Records drawn from a dataset:
//! Processing of the fee middleware messages.

use ibc_proto::google::protobuf::Any;
use ibc_proto::ibc::applications::fee::v1::{
    MsgPayPacketFee as RawMsgPayPacketFee, MsgPayPacketFeeAsync as RawMsgPayPacketFeeAsync,
    MsgRegisterCounterpartyPayee as RawMsgRegisterCounterpartyPayee,
    MsgRegisterPayee as RawMsgRegisterPayee,
};
use prost::Message;
use tracing::{debug, info};

use super::context::{resolve_account, FeeContext};
use super::error::Error;
use super::events::{RegisterCounterpartyPayeeEvent, RegisterPayeeEvent};
use super::keeper::{escrow_packet_fee, FeeEnabledStore, LockController, PayeeRegistry};
use super::keys::is_valid_key_component;
use super::msgs::pay_packet::{self, MsgPayPacketFee};
use super::msgs::pay_packet_async::{self, MsgPayPacketFeeAsync};
use super::msgs::register_counterparty_payee::{self, MsgRegisterCounterpartyPayee};
use super::msgs::register_payee::{self, MsgRegisterPayee};
use super::packet_fee::PacketFee;
use crate::core::ics04_channel::error::Error as ChannelError;
use crate::core::ics04_channel::packet::PacketId;
use crate::core::ics24_host::identifier::{ChannelId, PortId};
use crate::handler::{HandlerResult, ModuleOutputBuilder};
use crate::prelude::*;
use crate::signer::Signer;
use crate::tx_msg::Msg;

#[derive(Clone, Debug, PartialEq, Eq)]
pub enum FeeMsg {
    PayPacketFee(MsgPayPacketFee),
    PayPacketFeeAsync(MsgPayPacketFeeAsync),
    RegisterPayee(MsgRegisterPayee),
    RegisterCounterpartyPayee(MsgRegisterCounterpartyPayee),
}

impl TryFrom<Any> for FeeMsg {
    type Error = Error;

    fn try_from(any_msg: Any) -> Result<Self, Self::Error> {
        let value = any_msg.value.as_slice();
        match any_msg.type_url.as_str() {
            pay_packet::TYPE_URL => Ok(FeeMsg::PayPacketFee(
                RawMsgPayPacketFee::decode(value)
                    .map_err(Error::malformed_message_bytes)
                    .and_then(MsgPayPacketFee::try_from)?,
            )),
            pay_packet_async::TYPE_URL => Ok(FeeMsg::PayPacketFeeAsync(
                RawMsgPayPacketFeeAsync::decode(value)
                    .map_err(Error::malformed_message_bytes)
                    .and_then(MsgPayPacketFeeAsync::try_from)?,
            )),
            register_payee::TYPE_URL => Ok(FeeMsg::RegisterPayee(
                RawMsgRegisterPayee::decode(value)
                    .map_err(Error::malformed_message_bytes)
                    .and_then(MsgRegisterPayee::try_from)?,
            )),
            register_counterparty_payee::TYPE_URL => Ok(FeeMsg::RegisterCounterpartyPayee(
                RawMsgRegisterCounterpartyPayee::decode(value)
                    .map_err(Error::malformed_message_bytes)
                    .and_then(MsgRegisterCounterpartyPayee::try_from)?,
            )),
            _ => Err(Error::unknown_message_type_url(any_msg.type_url.clone())),
        }
    }
}

/// Validates and executes a fee message against the host context.
pub fn dispatch<Ctx>(ctx: &mut Ctx, msg: FeeMsg) -> HandlerResult<(), Error>
where
    Ctx: FeeContext + ?Sized,
{
    match msg {
        FeeMsg::PayPacketFee(msg) => process_pay_packet_fee(ctx, msg),
        FeeMsg::PayPacketFeeAsync(msg) => process_pay_packet_fee_async(ctx, msg),
        FeeMsg::RegisterPayee(msg) => process_register_payee(ctx, msg),
        FeeMsg::RegisterCounterpartyPayee(msg) => process_register_counterparty_payee(ctx, msg),
    }
}

fn ensure_channel_exists<Ctx>(
    ctx: &Ctx,
    port_id: &PortId,
    channel_id: &ChannelId,
) -> Result<(), Error>
where
    Ctx: FeeContext + ?Sized,
{
    match ctx.channel_version(port_id, channel_id) {
        Some(_) => Ok(()),
        None => Err(ChannelError::channel_not_found(port_id.clone(), channel_id.clone()).into()),
    }
}

fn ensure_fee_enabled<Ctx>(ctx: &Ctx, port_id: &PortId, channel_id: &ChannelId) -> Result<(), Error>
where
    Ctx: FeeContext + ?Sized,
{
    if !ctx.is_fee_enabled(port_id, channel_id) {
        return Err(Error::fee_not_enabled(port_id.clone(), channel_id.clone()));
    }
    Ok(())
}

/// The relayer of a registration must be an account address usable as a store key component.
fn ensure_relayer_address<Ctx>(relayer: &Signer) -> Result<(), Error>
where
    Ctx: FeeContext + ?Sized,
{
    if !is_valid_key_component(relayer.as_str()) {
        return Err(Error::invalid_address(relayer.to_string()));
    }
    resolve_account::<Ctx>(relayer.as_str()).map(|_| ())
}

pub fn process_register_payee<Ctx>(ctx: &mut Ctx, msg: MsgRegisterPayee) -> HandlerResult<(), Error>
where
    Ctx: FeeContext + ?Sized,
{
    let mut output = ModuleOutputBuilder::new();

    msg.validate_basic()?;
    ensure_relayer_address::<Ctx>(&msg.relayer)?;

    let payee = resolve_account::<Ctx>(msg.payee.as_str())?;
    if ctx.is_blocked_account(&payee) {
        return Err(Error::unauthorized(msg.payee.to_string()));
    }

    ensure_channel_exists(ctx, &msg.port_id, &msg.channel_id)?;
    ensure_fee_enabled(ctx, &msg.port_id, &msg.channel_id)?;

    ctx.set_payee_address(msg.relayer.as_str(), msg.payee.as_str(), &msg.channel_id)?;

    info!(
        relayer = %msg.relayer,
        payee = %msg.payee,
        channel_id = %msg.channel_id,
        "registered payee address"
    );
    output.log(format!(
        "registered payee {} for relayer {} on channel {}",
        msg.payee, msg.relayer, msg.channel_id
    ));
    output.emit(
        RegisterPayeeEvent {
            relayer: msg.relayer,
            payee: msg.payee,
            channel_id: msg.channel_id,
        }
        .into(),
    );

    Ok(output.with_result(()))
}

pub fn process_register_counterparty_payee<Ctx>(
    ctx: &mut Ctx,
    msg: MsgRegisterCounterpartyPayee,
) -> HandlerResult<(), Error>
where
    Ctx: FeeContext + ?Sized,
{
    let mut output = ModuleOutputBuilder::new();

    msg.validate_basic()?;
    ensure_relayer_address::<Ctx>(&msg.relayer)?;

    ensure_channel_exists(ctx, &msg.port_id, &msg.channel_id)?;
    ensure_fee_enabled(ctx, &msg.port_id, &msg.channel_id)?;

    ctx.set_counterparty_payee_address(
        msg.relayer.as_str(),
        &msg.counterparty_payee,
        &msg.channel_id,
    )?;

    info!(
        relayer = %msg.relayer,
        counterparty_payee = %msg.counterparty_payee,
        channel_id = %msg.channel_id,
        "registered counterparty payee address"
    );
    output.log(format!(
        "registered counterparty payee {} for relayer {} on channel {}",
        msg.counterparty_payee, msg.relayer, msg.channel_id
    ));
    output.emit(
        RegisterCounterpartyPayeeEvent {
            relayer: msg.relayer,
            counterparty_payee: msg.counterparty_payee,
            channel_id: msg.channel_id,
        }
        .into(),
    );

    Ok(output.with_result(()))
}

pub fn process_pay_packet_fee<Ctx>(ctx: &mut Ctx, msg: MsgPayPacketFee) -> HandlerResult<(), Error>
where
    Ctx: FeeContext + ?Sized,
{
    let mut output = ModuleOutputBuilder::new();

    msg.validate_basic()?;

    ensure_fee_enabled(ctx, &msg.source_port_id, &msg.source_channel_id)?;

    if ctx.is_locked() {
        return Err(Error::fee_module_locked());
    }

    let payer = resolve_account::<Ctx>(msg.signer.as_str())?;
    if ctx.is_blocked_account(&payer) {
        return Err(Error::unauthorized(msg.signer.to_string()));
    }

    // The fee pays for the packet sent next on the channel
    let sequence = ctx
        .get_next_sequence_send(&msg.source_port_id, &msg.source_channel_id)
        .ok_or_else(|| {
            Error::sequence_send_not_found(
                msg.source_port_id.clone(),
                msg.source_channel_id.clone(),
            )
        })?;

    let packet_id = PacketId::new(msg.source_port_id, msg.source_channel_id, sequence);
    debug!(packet_id = %packet_id, payer = %msg.signer, "paying fee for next packet");

    let packet_fee = PacketFee::new(msg.fee, msg.signer, msg.relayers);
    escrow_packet_fee(ctx, &mut output, packet_id, packet_fee)?;

    Ok(output.with_result(()))
}

pub fn process_pay_packet_fee_async<Ctx>(
    ctx: &mut Ctx,
    msg: MsgPayPacketFeeAsync,
) -> HandlerResult<(), Error>
where
    Ctx: FeeContext + ?Sized,
{
    let mut output = ModuleOutputBuilder::new();

    msg.validate_basic()?;

    let packet_id = msg.packet_id;

    ensure_fee_enabled(ctx, &packet_id.port_id, &packet_id.channel_id)?;

    if ctx.is_locked() {
        return Err(Error::fee_module_locked());
    }

    let next_sequence_send = ctx
        .get_next_sequence_send(&packet_id.port_id, &packet_id.channel_id)
        .ok_or_else(|| {
            Error::sequence_send_not_found(packet_id.port_id.clone(), packet_id.channel_id.clone())
        })?;

    if packet_id.sequence >= next_sequence_send {
        return Err(Error::packet_not_sent(packet_id.sequence, next_sequence_send));
    }

    if !ctx.has_packet_commitment(&packet_id) {
        return Err(Error::packet_commitment_not_found(packet_id));
    }

    escrow_packet_fee(ctx, &mut output, packet_id, msg.packet_fee)?;

    Ok(output.with_result(()))
}
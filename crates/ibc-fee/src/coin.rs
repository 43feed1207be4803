//! Token amounts and sorted coin sets, the currency in which fees are expressed.

use core::fmt::{Display, Error as FmtError, Formatter};
use core::str::FromStr;

use derive_more::{Display as DeriveDisplay, From, Into};
use flex_error::define_error;
use ibc_proto::cosmos::base::v1beta1::Coin as RawCoin;
use primitive_types::U256;
use serde_derive::{Deserialize, Serialize};

use crate::prelude::*;

define_error! {
    #[derive(Debug, PartialEq, Eq)]
    CoinError {
        InvalidAmount
            { amount: String }
            | e | { format_args!("invalid amount: {0}", e.amount) },

        InvalidDenom
            { denom: String }
            | e | { format_args!("invalid denomination: {0}", e.denom) },

        InvalidCoin
            { coin: String }
            | e | { format_args!("invalid coin: {0}", e.coin) },

        Overflow
            | _ | { "coin amount overflow" },

        InsufficientAmount
            { denom: String }
            | e | { format_args!("insufficient amount of {0}", e.denom) },
    }
}

/// A type for representing token amounts.
#[derive(
    Copy,
    Clone,
    Debug,
    Default,
    Eq,
    PartialEq,
    PartialOrd,
    Ord,
    Serialize,
    Deserialize,
    DeriveDisplay,
    From,
    Into,
)]
pub struct Amount(U256);

impl Amount {
    pub fn zero() -> Self {
        Self(U256::zero())
    }

    pub fn is_zero(&self) -> bool {
        self.0.is_zero()
    }

    pub fn checked_add(self, rhs: Self) -> Option<Self> {
        self.0.checked_add(rhs.0).map(Self)
    }

    pub fn checked_sub(self, rhs: Self) -> Option<Self> {
        self.0.checked_sub(rhs.0).map(Self)
    }
}

impl FromStr for Amount {
    type Err = CoinError;

    fn from_str(s: &str) -> Result<Self, Self::Err> {
        let amount =
            U256::from_dec_str(s).map_err(|_| CoinError::invalid_amount(s.to_string()))?;
        Ok(Self(amount))
    }
}

impl From<u64> for Amount {
    fn from(v: u64) -> Self {
        Self(v.into())
    }
}

/// A single denomination and amount pair.
#[derive(Clone, Debug, PartialEq, Eq, PartialOrd, Ord, Serialize, Deserialize)]
pub struct Coin {
    pub denom: String,
    pub amount: Amount,
}

impl Coin {
    pub fn new(denom: impl Into<String>, amount: impl Into<Amount>) -> Self {
        Self {
            denom: denom.into(),
            amount: amount.into(),
        }
    }
}

impl Display for Coin {
    fn fmt(&self, f: &mut Formatter<'_>) -> Result<(), FmtError> {
        write!(f, "{}{}", self.amount, self.denom)
    }
}

impl TryFrom<RawCoin> for Coin {
    type Error = CoinError;

    fn try_from(raw: RawCoin) -> Result<Self, Self::Error> {
        validate_denom(&raw.denom)?;
        let amount = Amount::from_str(&raw.amount)?;
        Ok(Self {
            denom: raw.denom,
            amount,
        })
    }
}

impl From<Coin> for RawCoin {
    fn from(coin: Coin) -> Self {
        RawCoin {
            denom: coin.denom,
            amount: coin.amount.to_string(),
        }
    }
}

/// Checks a denomination against the cosmos-sdk denom grammar:
/// `[a-zA-Z][a-zA-Z0-9/:._-]{2,127}`.
pub fn validate_denom(denom: &str) -> Result<(), CoinError> {
    let mut chars = denom.chars();
    let starts_with_letter = chars.next().map_or(false, |c| c.is_ascii_alphabetic());
    let valid_rest = chars.all(|c| c.is_ascii_alphanumeric() || "/:._-".contains(c));

    if !(3..=128).contains(&denom.len()) || !starts_with_letter || !valid_rest {
        return Err(CoinError::invalid_denom(denom.to_string()));
    }

    Ok(())
}

/// A set of coins, kept sorted by denomination with at most one entry per denomination.
///
/// Arithmetic on `Coins` always produces a normalized set (sorted, no zero amounts). A set
/// deserialized or converted from raw input may not be normalized; [`Coins::is_valid`]
/// reports whether it is.
#[derive(Clone, Debug, Default, PartialEq, Eq, Serialize, Deserialize)]
pub struct Coins(Vec<Coin>);

impl Coins {
    pub fn new() -> Self {
        Self(Vec::new())
    }

    /// Builds a normalized set, summing duplicate denominations.
    pub fn from_coins(coins: impl IntoIterator<Item = Coin>) -> Result<Self, CoinError> {
        coins
            .into_iter()
            .try_fold(Self::new(), |acc, coin| acc.checked_add(&Self(vec![coin])))
    }

    pub fn iter(&self) -> impl Iterator<Item = &Coin> {
        self.0.iter()
    }

    pub fn is_empty(&self) -> bool {
        self.0.is_empty()
    }

    /// True if the set holds no coin with a non-zero amount.
    pub fn is_zero(&self) -> bool {
        self.0.iter().all(|coin| coin.amount.is_zero())
    }

    /// Returns the amount held for `denom`, zero if absent.
    pub fn amount_of(&self, denom: &str) -> Amount {
        self.0
            .iter()
            .find(|coin| coin.denom == denom)
            .map(|coin| coin.amount)
            .unwrap_or_default()
    }

    /// A set is valid when it is sorted by denomination, has no duplicates, every
    /// denomination is well-formed and every amount is positive. The empty set is valid.
    pub fn is_valid(&self) -> bool {
        let well_formed = self
            .0
            .iter()
            .all(|coin| validate_denom(&coin.denom).is_ok() && !coin.amount.is_zero());
        let strictly_sorted = self.0.windows(2).all(|w| w[0].denom < w[1].denom);

        well_formed && strictly_sorted
    }

    pub fn checked_add(&self, other: &Coins) -> Result<Coins, CoinError> {
        let mut result = self.0.clone();

        for coin in other.iter() {
            match result.binary_search_by(|c| c.denom.as_str().cmp(coin.denom.as_str())) {
                Ok(pos) => {
                    result[pos].amount = result[pos]
                        .amount
                        .checked_add(coin.amount)
                        .ok_or_else(CoinError::overflow)?;
                }
                Err(pos) => result.insert(pos, coin.clone()),
            }
        }

        result.retain(|coin| !coin.amount.is_zero());
        Ok(Coins(result))
    }

    pub fn checked_sub(&self, other: &Coins) -> Result<Coins, CoinError> {
        let mut result = self.0.clone();

        for coin in other.iter().filter(|coin| !coin.amount.is_zero()) {
            let pos = result
                .binary_search_by(|c| c.denom.as_str().cmp(coin.denom.as_str()))
                .map_err(|_| CoinError::insufficient_amount(coin.denom.clone()))?;

            result[pos].amount = result[pos]
                .amount
                .checked_sub(coin.amount)
                .ok_or_else(|| CoinError::insufficient_amount(coin.denom.clone()))?;
        }

        result.retain(|coin| !coin.amount.is_zero());
        Ok(Coins(result))
    }

    /// True if, for every denomination in `other`, this set holds at least as much.
    pub fn is_all_gte(&self, other: &Coins) -> bool {
        other
            .iter()
            .all(|coin| self.amount_of(&coin.denom) >= coin.amount)
    }
}

impl Display for Coins {
    fn fmt(&self, f: &mut Formatter<'_>) -> Result<(), FmtError> {
        let joined = self
            .0
            .iter()
            .map(|coin| coin.to_string())
            .collect::<Vec<_>>()
            .join(",");
        write!(f, "{}", joined)
    }
}

impl From<Coin> for Coins {
    fn from(coin: Coin) -> Self {
        if coin.amount.is_zero() {
            Self::new()
        } else {
            Self(vec![coin])
        }
    }
}

/// Raw coin lists are taken as given, so that `is_valid` can later reject unsorted or
/// duplicated input instead of silently normalizing it.
impl TryFrom<Vec<RawCoin>> for Coins {
    type Error = CoinError;

    fn try_from(raw: Vec<RawCoin>) -> Result<Self, Self::Error> {
        raw.into_iter()
            .map(Coin::try_from)
            .collect::<Result<Vec<_>, _>>()
            .map(Coins)
    }
}

impl From<Coins> for Vec<RawCoin> {
    fn from(coins: Coins) -> Self {
        coins.0.into_iter().map(RawCoin::from).collect()
    }
}
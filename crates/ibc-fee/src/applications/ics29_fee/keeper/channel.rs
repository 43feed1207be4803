use serde_derive::{Deserialize, Serialize};

use super::keys_with_prefix;
use crate::applications::ics29_fee::error::Error;
use crate::applications::ics29_fee::keys::{
    fee_enabled_key, parse_fee_enabled_key, FEE_ENABLED_KEY_PREFIX,
};
use crate::core::ics24_host::identifier::{ChannelId, PortId};
use crate::prelude::*;
use crate::store::KvStore;

#[derive(Clone, Debug, PartialEq, Eq, Serialize, Deserialize)]
pub struct FeeEnabledChannel {
    pub port_id: PortId,
    pub channel_id: ChannelId,
}

/// Tracks which channels negotiated the fee version during their handshake.
pub trait FeeEnabledStore: KvStore {
    fn is_fee_enabled(&self, port_id: &PortId, channel_id: &ChannelId) -> bool {
        self.has(fee_enabled_key(port_id, channel_id).as_bytes())
    }

    fn set_fee_enabled(&mut self, port_id: &PortId, channel_id: &ChannelId) {
        self.set(
            fee_enabled_key(port_id, channel_id).into_bytes(),
            b"true".to_vec(),
        );
    }

    fn delete_fee_enabled(&mut self, port_id: &PortId, channel_id: &ChannelId) {
        self.delete(fee_enabled_key(port_id, channel_id).as_bytes());
    }

    fn fee_enabled_channels(&self) -> Result<Vec<FeeEnabledChannel>, Error> {
        keys_with_prefix(self, &format!("{}/", FEE_ENABLED_KEY_PREFIX))
            .into_iter()
            .map(|(key, _)| {
                parse_fee_enabled_key(&key).map(|(port_id, channel_id)| FeeEnabledChannel {
                    port_id,
                    channel_id,
                })
            })
            .collect()
    }
}

impl<S: KvStore + ?Sized> FeeEnabledStore for S {}

#[cfg(test)]
mod tests {
    use super::*;
    use crate::store::OverlayStore;

    #[test]
    fn enabled_channels_are_listed() {
        let mut store = OverlayStore::new();
        store.set_fee_enabled(&PortId::transfer(), &ChannelId::new(0));
        store.set_fee_enabled(&PortId::transfer(), &ChannelId::new(1));
        store.delete_fee_enabled(&PortId::transfer(), &ChannelId::new(0));

        assert!(!store.is_fee_enabled(&PortId::transfer(), &ChannelId::new(0)));
        assert!(store.is_fee_enabled(&PortId::transfer(), &ChannelId::new(1)));
        assert_eq!(
            store.fee_enabled_channels().unwrap(),
            vec![FeeEnabledChannel {
                port_id: PortId::transfer(),
                channel_id: ChannelId::new(1),
            }]
        );
    }
}
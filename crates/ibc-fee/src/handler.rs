use core::marker::PhantomData;

use crate::events::ModuleEvent;
use crate::prelude::*;

pub type HandlerResult<T, E> = Result<HandlerOutput<T>, E>;

#[derive(Clone, Debug)]
pub struct HandlerOutput<T, Event = ModuleEvent> {
    pub result: T,
    pub log: Vec<String>,
    pub events: Vec<Event>,
}

/// Accumulates the logs and events produced while handling a message or a
/// module callback.
#[derive(Clone, Debug)]
pub struct HandlerOutputBuilder<T, E = ModuleEvent> {
    log: Vec<String>,
    events: Vec<E>,
    marker: PhantomData<T>,
}

/// The output builder handed to module callbacks.
pub type ModuleOutputBuilder = HandlerOutputBuilder<(), ModuleEvent>;

impl<T, E> Default for HandlerOutputBuilder<T, E> {
    fn default() -> Self {
        Self::new()
    }
}

impl<T, E> HandlerOutputBuilder<T, E> {
    pub fn new() -> Self {
        Self {
            log: Vec::new(),
            events: Vec::new(),
            marker: PhantomData,
        }
    }

    pub fn log(&mut self, log: impl Into<String>) {
        self.log.push(log.into());
    }

    pub fn emit(&mut self, event: E) {
        self.events.push(event);
    }

    pub fn events(&self) -> &[E] {
        &self.events
    }

    pub fn logs(&self) -> &[String] {
        &self.log
    }

    pub fn with_result(self, result: T) -> HandlerOutput<T, E> {
        HandlerOutput {
            result,
            log: self.log,
            events: self.events,
        }
    }
}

● WHAT IS REQUIRED:
Whenever the string "Option" shows up in a line of the records, copy that line.

● SOLVED PROBLEM:
    pub fn checked_add(self, rhs: Self) -> Option<Self> {
    pub fn checked_sub(self, rhs: Self) -> Option<Self> {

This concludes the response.